= What needs to be done =
Please take the lines from the one holding "check_token(&self.parser, actual, pattern, actual.is_array())" through the one holding "fn matches(&self, _actual: &Value, _pattern: &Value)" in the data below and copy them exactly.

= Given data =
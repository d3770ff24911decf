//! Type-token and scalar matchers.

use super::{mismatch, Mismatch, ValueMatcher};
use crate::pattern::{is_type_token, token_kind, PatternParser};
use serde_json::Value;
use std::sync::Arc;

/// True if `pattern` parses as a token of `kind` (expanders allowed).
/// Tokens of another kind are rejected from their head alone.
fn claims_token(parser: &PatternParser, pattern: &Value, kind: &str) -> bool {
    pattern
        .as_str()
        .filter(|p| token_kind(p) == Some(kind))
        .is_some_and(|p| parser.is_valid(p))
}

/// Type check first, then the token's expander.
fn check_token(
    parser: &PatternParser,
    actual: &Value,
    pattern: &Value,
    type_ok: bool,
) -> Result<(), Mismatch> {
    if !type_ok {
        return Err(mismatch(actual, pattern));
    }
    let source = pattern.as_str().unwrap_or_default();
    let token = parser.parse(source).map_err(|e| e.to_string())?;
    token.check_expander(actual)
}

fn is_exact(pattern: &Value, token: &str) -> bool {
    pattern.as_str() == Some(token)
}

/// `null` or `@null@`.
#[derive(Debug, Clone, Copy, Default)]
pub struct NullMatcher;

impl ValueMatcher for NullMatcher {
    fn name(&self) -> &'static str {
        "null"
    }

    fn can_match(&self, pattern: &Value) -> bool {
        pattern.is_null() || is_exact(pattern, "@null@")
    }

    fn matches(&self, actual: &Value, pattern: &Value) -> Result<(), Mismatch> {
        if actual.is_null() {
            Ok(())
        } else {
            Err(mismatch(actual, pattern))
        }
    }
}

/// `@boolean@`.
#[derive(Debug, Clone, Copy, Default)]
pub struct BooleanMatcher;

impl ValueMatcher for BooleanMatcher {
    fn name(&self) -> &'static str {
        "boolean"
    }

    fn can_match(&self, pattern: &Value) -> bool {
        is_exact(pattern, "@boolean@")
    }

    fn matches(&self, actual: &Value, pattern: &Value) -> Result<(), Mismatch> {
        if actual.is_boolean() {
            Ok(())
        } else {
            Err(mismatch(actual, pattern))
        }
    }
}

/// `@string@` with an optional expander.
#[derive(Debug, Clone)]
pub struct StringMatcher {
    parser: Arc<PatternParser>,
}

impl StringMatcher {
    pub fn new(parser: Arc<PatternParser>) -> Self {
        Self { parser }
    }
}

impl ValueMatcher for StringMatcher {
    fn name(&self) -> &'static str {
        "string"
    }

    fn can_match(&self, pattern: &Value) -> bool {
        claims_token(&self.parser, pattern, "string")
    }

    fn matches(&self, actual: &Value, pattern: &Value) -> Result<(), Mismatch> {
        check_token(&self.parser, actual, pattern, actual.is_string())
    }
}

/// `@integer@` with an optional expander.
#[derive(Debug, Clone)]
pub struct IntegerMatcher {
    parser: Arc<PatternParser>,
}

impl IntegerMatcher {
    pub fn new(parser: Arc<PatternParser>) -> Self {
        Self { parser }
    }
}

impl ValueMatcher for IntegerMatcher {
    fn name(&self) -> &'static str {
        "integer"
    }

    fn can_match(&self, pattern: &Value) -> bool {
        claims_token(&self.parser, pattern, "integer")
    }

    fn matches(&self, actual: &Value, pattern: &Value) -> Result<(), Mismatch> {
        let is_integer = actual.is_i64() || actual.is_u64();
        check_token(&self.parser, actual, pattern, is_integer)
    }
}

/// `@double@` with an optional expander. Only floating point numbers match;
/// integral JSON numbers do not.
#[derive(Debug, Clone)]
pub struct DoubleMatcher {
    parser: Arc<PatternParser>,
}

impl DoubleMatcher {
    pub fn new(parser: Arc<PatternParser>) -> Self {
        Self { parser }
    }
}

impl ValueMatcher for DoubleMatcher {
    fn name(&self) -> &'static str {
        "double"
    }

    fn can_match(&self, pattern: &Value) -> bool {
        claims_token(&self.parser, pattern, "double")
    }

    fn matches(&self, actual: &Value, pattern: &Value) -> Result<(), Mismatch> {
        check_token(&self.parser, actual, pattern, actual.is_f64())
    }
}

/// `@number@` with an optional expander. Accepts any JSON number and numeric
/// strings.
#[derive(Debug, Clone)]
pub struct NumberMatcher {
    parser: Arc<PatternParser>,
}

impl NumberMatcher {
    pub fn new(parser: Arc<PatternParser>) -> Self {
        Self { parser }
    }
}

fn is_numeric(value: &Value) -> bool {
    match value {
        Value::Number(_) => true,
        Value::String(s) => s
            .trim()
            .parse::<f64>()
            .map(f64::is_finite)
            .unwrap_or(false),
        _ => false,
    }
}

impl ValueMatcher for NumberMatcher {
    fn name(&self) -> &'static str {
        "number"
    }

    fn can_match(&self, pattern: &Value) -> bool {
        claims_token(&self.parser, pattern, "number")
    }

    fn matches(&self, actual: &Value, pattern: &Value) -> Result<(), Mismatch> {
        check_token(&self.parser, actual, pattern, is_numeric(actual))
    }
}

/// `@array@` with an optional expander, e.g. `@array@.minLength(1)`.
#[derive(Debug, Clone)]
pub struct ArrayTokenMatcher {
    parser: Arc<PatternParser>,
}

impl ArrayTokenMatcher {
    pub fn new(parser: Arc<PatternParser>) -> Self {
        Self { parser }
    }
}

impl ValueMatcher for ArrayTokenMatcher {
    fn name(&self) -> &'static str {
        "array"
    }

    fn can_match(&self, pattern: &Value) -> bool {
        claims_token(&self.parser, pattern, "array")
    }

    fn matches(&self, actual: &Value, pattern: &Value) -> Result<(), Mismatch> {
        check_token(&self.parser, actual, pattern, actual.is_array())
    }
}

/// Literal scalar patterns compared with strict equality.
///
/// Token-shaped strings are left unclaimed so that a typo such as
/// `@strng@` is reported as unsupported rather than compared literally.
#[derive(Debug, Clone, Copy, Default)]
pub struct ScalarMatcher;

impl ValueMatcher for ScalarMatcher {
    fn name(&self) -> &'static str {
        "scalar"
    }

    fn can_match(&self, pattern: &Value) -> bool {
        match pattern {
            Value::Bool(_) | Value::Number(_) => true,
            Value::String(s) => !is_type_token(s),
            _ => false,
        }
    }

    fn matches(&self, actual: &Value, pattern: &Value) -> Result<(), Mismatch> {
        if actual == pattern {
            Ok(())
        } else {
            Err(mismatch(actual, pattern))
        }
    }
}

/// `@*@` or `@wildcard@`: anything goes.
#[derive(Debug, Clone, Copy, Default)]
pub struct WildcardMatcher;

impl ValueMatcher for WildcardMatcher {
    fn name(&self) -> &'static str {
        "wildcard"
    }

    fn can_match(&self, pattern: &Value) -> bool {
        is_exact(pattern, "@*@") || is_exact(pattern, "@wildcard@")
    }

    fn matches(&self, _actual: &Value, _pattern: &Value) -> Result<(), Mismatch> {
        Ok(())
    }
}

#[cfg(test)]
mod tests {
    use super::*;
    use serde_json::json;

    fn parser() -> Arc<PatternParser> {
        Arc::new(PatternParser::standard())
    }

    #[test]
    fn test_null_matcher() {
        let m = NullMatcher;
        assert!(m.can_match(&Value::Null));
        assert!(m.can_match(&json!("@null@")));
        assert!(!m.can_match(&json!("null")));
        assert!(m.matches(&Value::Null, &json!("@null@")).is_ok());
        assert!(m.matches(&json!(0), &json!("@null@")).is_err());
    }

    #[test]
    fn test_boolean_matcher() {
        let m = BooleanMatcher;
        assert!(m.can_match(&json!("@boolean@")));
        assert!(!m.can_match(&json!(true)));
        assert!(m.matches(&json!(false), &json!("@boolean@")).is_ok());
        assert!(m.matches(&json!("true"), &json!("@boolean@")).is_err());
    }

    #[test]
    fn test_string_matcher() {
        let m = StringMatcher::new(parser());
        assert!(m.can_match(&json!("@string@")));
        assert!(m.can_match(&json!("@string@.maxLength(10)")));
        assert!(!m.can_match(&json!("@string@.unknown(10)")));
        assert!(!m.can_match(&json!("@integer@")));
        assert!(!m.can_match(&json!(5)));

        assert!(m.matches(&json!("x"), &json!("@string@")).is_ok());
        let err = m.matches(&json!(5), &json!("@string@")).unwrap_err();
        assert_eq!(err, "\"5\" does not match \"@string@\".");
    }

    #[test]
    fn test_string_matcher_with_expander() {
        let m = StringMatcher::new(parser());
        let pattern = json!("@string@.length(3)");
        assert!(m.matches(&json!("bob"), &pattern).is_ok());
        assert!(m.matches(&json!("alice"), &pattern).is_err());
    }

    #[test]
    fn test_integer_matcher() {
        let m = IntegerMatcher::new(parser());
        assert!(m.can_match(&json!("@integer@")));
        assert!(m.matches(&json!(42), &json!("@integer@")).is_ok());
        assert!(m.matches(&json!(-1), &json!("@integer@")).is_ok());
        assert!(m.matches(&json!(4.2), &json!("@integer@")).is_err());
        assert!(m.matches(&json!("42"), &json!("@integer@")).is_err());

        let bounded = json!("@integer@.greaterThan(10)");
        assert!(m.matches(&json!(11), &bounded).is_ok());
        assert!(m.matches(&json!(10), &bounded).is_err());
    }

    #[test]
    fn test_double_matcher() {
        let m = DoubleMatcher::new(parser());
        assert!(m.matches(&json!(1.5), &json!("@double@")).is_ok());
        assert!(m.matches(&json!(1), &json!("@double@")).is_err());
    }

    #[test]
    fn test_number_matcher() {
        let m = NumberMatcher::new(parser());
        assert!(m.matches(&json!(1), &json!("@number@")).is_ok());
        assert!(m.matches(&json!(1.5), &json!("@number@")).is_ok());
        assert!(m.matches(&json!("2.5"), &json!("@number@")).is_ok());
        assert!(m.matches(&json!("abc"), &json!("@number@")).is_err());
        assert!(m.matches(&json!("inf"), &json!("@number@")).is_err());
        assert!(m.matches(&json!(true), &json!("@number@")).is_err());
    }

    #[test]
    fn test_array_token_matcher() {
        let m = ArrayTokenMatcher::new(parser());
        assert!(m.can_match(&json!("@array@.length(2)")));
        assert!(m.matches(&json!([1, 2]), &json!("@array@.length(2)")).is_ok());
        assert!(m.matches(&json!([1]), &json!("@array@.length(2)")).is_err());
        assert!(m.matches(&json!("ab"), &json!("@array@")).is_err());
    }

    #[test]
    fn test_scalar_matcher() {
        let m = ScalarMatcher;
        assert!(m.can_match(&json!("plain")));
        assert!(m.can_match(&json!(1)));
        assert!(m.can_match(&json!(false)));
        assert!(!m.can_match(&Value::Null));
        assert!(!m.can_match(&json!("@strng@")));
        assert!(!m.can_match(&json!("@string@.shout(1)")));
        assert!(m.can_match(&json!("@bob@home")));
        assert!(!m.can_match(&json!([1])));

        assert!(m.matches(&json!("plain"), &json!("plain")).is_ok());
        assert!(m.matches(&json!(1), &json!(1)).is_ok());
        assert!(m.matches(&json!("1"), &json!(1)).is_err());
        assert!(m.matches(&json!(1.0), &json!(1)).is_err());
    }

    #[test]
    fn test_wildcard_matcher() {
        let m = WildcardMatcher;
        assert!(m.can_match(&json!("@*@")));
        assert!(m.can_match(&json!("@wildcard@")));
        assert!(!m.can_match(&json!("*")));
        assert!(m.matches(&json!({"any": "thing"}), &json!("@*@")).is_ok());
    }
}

= Completed exercise =
        check_token(&self.parser, actual, pattern, actual.is_array())
    }
}

/// Literal scalar patterns compared with strict equality.
///
/// Token-shaped strings are left unclaimed so that a typo such as
/// `@strng@` is reported as unsupported rather than compared literally.
#[derive(Debug, Clone, Copy, Default)]
pub struct ScalarMatcher;

impl ValueMatcher for ScalarMatcher {
    fn name(&self) -> &'static str {
        "scalar"
    }

    fn can_match(&self, pattern: &Value) -> bool {
        match pattern {
            Value::Bool(_) | Value::Number(_) => true,
            Value::String(s) => !is_type_token(s),
            _ => false,
        }
    }

    fn matches(&self, actual: &Value, pattern: &Value) -> Result<(), Mismatch> {
        if actual == pattern {
            Ok(())
        } else {
            Err(mismatch(actual, pattern))
        }
    }
}

/// `@*@` or `@wildcard@`: anything goes.
#[derive(Debug, Clone, Copy, Default)]
pub struct WildcardMatcher;

impl ValueMatcher for WildcardMatcher {
    fn name(&self) -> &'static str {
        "wildcard"
    }

    fn can_match(&self, pattern: &Value) -> bool {
        is_exact(pattern, "@*@") || is_exact(pattern, "@wildcard@")
    }

    fn matches(&self, _actual: &Value, _pattern: &Value) -> Result<(), Mismatch> {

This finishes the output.